[DATASET RECORDS]

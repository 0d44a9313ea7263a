use crate::api::client::WebApiClient;
use crate::api::models::{RefreshOutcome, TokenGrant};
use crate::error::{AppError, AppResult};
use base64::engine::general_purpose::STANDARD;
use base64::Engine;
use reqwest::StatusCode;

const SCOPES: [&str; 5] = [
    "user-read-playback-state",
    "user-read-currently-playing",
    "user-modify-playback-state",
    "playlist-read-private",
    "playlist-read-collaborative",
];

pub fn build_login_url(accounts_base_url: &str, client_id: &str, redirect_uri: &str) -> String {
    let scopes = SCOPES.join(" ");
    format!(
        "{}/authorize?response_type=code&client_id={}&scope={}&redirect_uri={}",
        accounts_base_url.trim_end_matches('/'),
        urlencoding::encode(client_id),
        urlencoding::encode(&scopes),
        urlencoding::encode(redirect_uri)
    )
}

/// POST a grant to the token endpoint with client credentials in a Basic
/// header. Returns the status and the decoded JSON body.
async fn post_token_form(
    http: &reqwest::Client,
    accounts_base_url: &str,
    client_id: &str,
    client_secret: &str,
    params: &[(&str, &str)],
) -> AppResult<(StatusCode, serde_json::Value)> {
    let credentials = format!("{}:{}", client_id, client_secret);
    let b64_creds = STANDARD.encode(credentials.as_bytes());
    let url = format!("{}/api/token", accounts_base_url);

    let response = http
        .post(&url)
        .header("Authorization", format!("Basic {}", b64_creds))
        .form(params)
        .send()
        .await?;
    let status = response.status();
    let body: serde_json::Value = response.json().await?;
    Ok((status, body))
}

pub async fn exchange_code(
    http: &reqwest::Client,
    accounts_base_url: &str,
    client_id: &str,
    client_secret: &str,
    code: &str,
    redirect_uri: &str,
) -> AppResult<TokenGrant> {
    let params = [
        ("grant_type", "authorization_code"),
        ("code", code),
        ("redirect_uri", redirect_uri),
    ];

    let (status, body) =
        post_token_form(http, accounts_base_url, client_id, client_secret, &params).await?;
    if !status.is_success() {
        return Err(AppError::Api {
            status: status.as_u16(),
            message: format!("Token exchange failed: {}", body),
        });
    }

    let grant: TokenGrant = serde_json::from_value(body)?;
    if grant.refresh_token.is_none() {
        return Err(AppError::Api {
            status: status.as_u16(),
            message: "Token exchange returned no refresh token".into(),
        });
    }
    Ok(grant)
}

/// Decide what a token endpoint answer to a refresh grant means.
///
/// Server errors and rate limiting are treated as the service being
/// unavailable. Any other answer without a usable access token is an
/// explicit rejection of the refresh token.
pub fn classify_refresh(status: StatusCode, body: serde_json::Value) -> RefreshOutcome {
    if status.is_server_error() || status == StatusCode::TOO_MANY_REQUESTS {
        return RefreshOutcome::Unavailable;
    }
    if !status.is_success() {
        return RefreshOutcome::Rejected;
    }
    match serde_json::from_value::<TokenGrant>(body) {
        Ok(grant) => RefreshOutcome::Granted(grant),
        Err(_) => RefreshOutcome::Rejected,
    }
}

pub async fn refresh_user_token(
    http: &reqwest::Client,
    accounts_base_url: &str,
    client_id: &str,
    client_secret: &str,
    refresh_token: &str,
) -> RefreshOutcome {
    let params = [
        ("grant_type", "refresh_token"),
        ("refresh_token", refresh_token),
    ];

    match post_token_form(http, accounts_base_url, client_id, client_secret, &params).await {
        Ok((status, body)) => classify_refresh(status, body),
        Err(AppError::Http(e)) if e.is_decode() => {
            log::warn!("Token refresh answered with an undecodable body: {}", e);
            RefreshOutcome::Unavailable
        }
        Err(e) => {
            log::warn!("Token refresh unavailable: {}", e);
            RefreshOutcome::Unavailable
        }
    }
}

impl WebApiClient {
    pub async fn login(&self, code: &str, redirect_uri: &str) -> Option<TokenGrant> {
        match exchange_code(
            self.http_client(),
            &self.accounts_base_url,
            &self.client_id,
            &self.client_secret,
            code,
            redirect_uri,
        )
        .await
        {
            Ok(grant) => Some(grant),
            Err(e) => {
                log::warn!("Authorization code exchange failed: {}", e);
                None
            }
        }
    }

    pub async fn refresh(&self, refresh_token: &str) -> RefreshOutcome {
        refresh_user_token(
            self.http_client(),
            &self.accounts_base_url,
            &self.client_id,
            &self.client_secret,
            refresh_token,
        )
        .await
    }
}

[/DATASET RECORDS]

## TASK PROMPT
Among the lines above, find those with the word "warn". Copy them.

## OUTPUT BELOW
            log::warn!("Token refresh answered with an undecodable body: {}", e);
            log::warn!("Token refresh unavailable: {}", e);
                log::warn!("Authorization code exchange failed: {}", e);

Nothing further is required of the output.